^^^ True indeed. I know a girl who is extremely intelligent. Went to all the "right" schools and is currently completing her residency at John Hopkins. She's great on paper but sucks with interacting with the real world. She focuses on being rich and we tell her that as a doctor, her first focus should be on the welfare of people. If not, she will never be successful. We believe that she puts more weight on being called a "doctor", which is not as impressive now as it was in the past.

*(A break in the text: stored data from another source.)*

//! Demo scenario catalogue.
//!
//! Each scenario seeds a fresh [`SearchController`](searchbox_core::SearchController)
//! with a placeholder, a debounce, an initial query and a filter set, so the
//! different timing and filter behaviours can be tried side by side.

use std::time::Duration;

use searchbox_core::{config::SearchConfig, Filter};

/// `(id, label, badge count, badge class)`
type ChipSeed = (u64, &'static str, u32, &'static str);

#[derive(Debug)]
pub struct Scenario {
    /// Stable identifier, accepted by `--scenario`.
    pub name: &'static str,
    pub title: &'static str,
    pub description: &'static str,
    pub placeholder: &'static str,
    /// `None` falls back to the configured debounce.
    pub debounce_ms: Option<u64>,
    pub query: &'static str,
    chips: &'static [ChipSeed],
    /// Show a simulated results panel after each search.
    pub simulate_results: bool,
}

impl Scenario {
    pub fn filters(&self) -> Vec<Filter> {
        self.chips
            .iter()
            .map(|&(id, label, count, class)| Filter::new(id, label).with_badge(count, class))
            .collect()
    }

    pub fn debounce(&self, config: &SearchConfig) -> Duration {
        self.debounce_ms
            .map(Duration::from_millis)
            .unwrap_or_else(|| config.debounce())
    }
}

const CATALOGUE: &[Scenario] = &[
    Scenario {
        name: "default",
        title: "Default",
        description: "Basic search box with debounced search. Type to see search events in the log.",
        placeholder: "Search nodes...",
        debounce_ms: Some(300),
        query: "",
        chips: &[],
        simulate_results: false,
    },
    Scenario {
        name: "with-filters",
        title: "With filters",
        description: "Active filter chips and a filter button. Remove a chip with Delete.",
        placeholder: "Search nodes and models...",
        debounce_ms: Some(300),
        query: "",
        chips: &[
            (1, "Sampling", 5, "i-badge"),
            (2, "Image", 3, "o-badge"),
            (3, "Advanced", 12, "c-badge"),
        ],
        simulate_results: false,
    },
    Scenario {
        name: "custom-placeholder",
        title: "Custom placeholder",
        description: "Custom placeholder text for a specific use case.",
        placeholder: "Find workflows, nodes, or models...",
        debounce_ms: Some(300),
        query: "",
        chips: &[],
        simulate_results: false,
    },
    Scenario {
        name: "fast-debounce",
        title: "Fast debounce",
        description: "100ms debounce. The counter shows how often search fires.",
        placeholder: "Type quickly to test debounce...",
        debounce_ms: Some(100),
        query: "",
        chips: &[],
        simulate_results: false,
    },
    Scenario {
        name: "node-search",
        title: "Node search",
        description: "Search for nodes and filter by category.",
        placeholder: "Search nodes (e.g., KSampler, CLIP, VAE)...",
        debounce_ms: Some(300),
        query: "",
        chips: &[
            (1, "Sampling", 15, "i-badge"),
            (2, "ControlNet", 8, "o-badge"),
            (3, "SDXL", 24, "c-badge"),
        ],
        simulate_results: true,
    },
    Scenario {
        name: "model-search",
        title: "Model search",
        description: "Model-specific filters with a faster debounce.",
        placeholder: "Search models (e.g., SDXL, Stable Diffusion)...",
        debounce_ms: Some(200),
        query: "",
        chips: &[(1, "Checkpoints", 42, "i-badge"), (2, "LoRA", 28, "o-badge")],
        simulate_results: false,
    },
    Scenario {
        name: "extension-search",
        title: "Extension search",
        description: "Pre-filled query with status filters.",
        placeholder: "Search extensions...",
        debounce_ms: None,
        query: "controlnet",
        chips: &[(1, "Installed", 23, "s-badge"), (2, "Updates", 5, "o-badge")],
        simulate_results: false,
    },
    Scenario {
        name: "clear-behavior",
        title: "Clear behaviour",
        description: "The clear hint shows while there is text and disappears once cleared (Esc).",
        placeholder: "Type something then clear it...",
        debounce_ms: None,
        query: "Sample search text",
        chips: &[],
        simulate_results: false,
    },
    Scenario {
        name: "no-debounce",
        title: "No debounce",
        description: "0ms debounce: search fires on every keystroke.",
        placeholder: "Instant search (no debounce)...",
        debounce_ms: Some(0),
        query: "",
        chips: &[],
        simulate_results: false,
    },
    Scenario {
        name: "many-filters",
        title: "Many filters",
        description: "Many active filters wrapping across the chip row.",
        placeholder: "Search with multiple filters...",
        debounce_ms: None,
        query: "",
        chips: &[
            (1, "Sampling", 15, "i-badge"),
            (2, "Image Processing", 23, "o-badge"),
            (3, "ControlNet", 12, "c-badge"),
            (4, "Text Encoding", 8, "s-badge"),
            (5, "Model Loading", 6, "i-badge"),
            (6, "Advanced", 31, "o-badge"),
        ],
        simulate_results: false,
    },
];

pub fn catalogue() -> &'static [Scenario] {
    CATALOGUE
}

/// Index of the scenario called `name`, if any.
pub fn position(name: &str) -> Option<usize> {
    CATALOGUE.iter().position(|s| s.name == name)
}

// ---------------------------------------------------------------------------
// Tests
// ---------------------------------------------------------------------------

You don't know how I wish I could agree with that, but health care is a business like any other, at least in the US, and in any business, the purpose is to make a profit, not the welfare of people. Doctors have to market themselves, too. First, and you could argue most importantly, they have to market themselves to a practice that is already successful and making money. Then, just as with any business, they have to market themselves to their patients, and that's where they can focus that sincere interest in the welfare of people that may have motivated them to choose a health care field in the first place!
But it doesn't end there. They must also continue to market themselves to their colleagues, to influential people who can help them get ahead, get published, get a research grant, depending on their personal areas of specialization, etc. Networking is really just marketing oneself, often in a pseudo-social setting, and successful networking means that you did some sucessful marketing of your flagship product - you!
They can even do pro bono work in their spare time, but again, like anybody else, their spare time is going to be scarce.
I believe business, especially the sales and marketing aspect, is a talent unto itself. And I'm not sure it has to do with what we traditionally think of as "intelligence," which somebody once defined as the "ability to see truth."
Someone might be a back office marketing whiz and never get rich, but someone with the ability to sell, and most important, the ability to sell themselves, will almost certainly be able to accumulate material wealth, no matter what field they are in.
And that talent, that gift, of selling themselves, the ability to "sell ice to an Eskimo," is the one single most important factor that separates the money-makers from the perennial strugglers, even though we can all tell tales of fantastically brilliant strugglers, who "know" more about the field than the Midas touch wealth builder.
Nor can we leave out those whose primary interest really does lie outside the arena of wealth-building, and those folks run the intelligence gamut, from box o' rocks to SuperGeniusNerdWonder!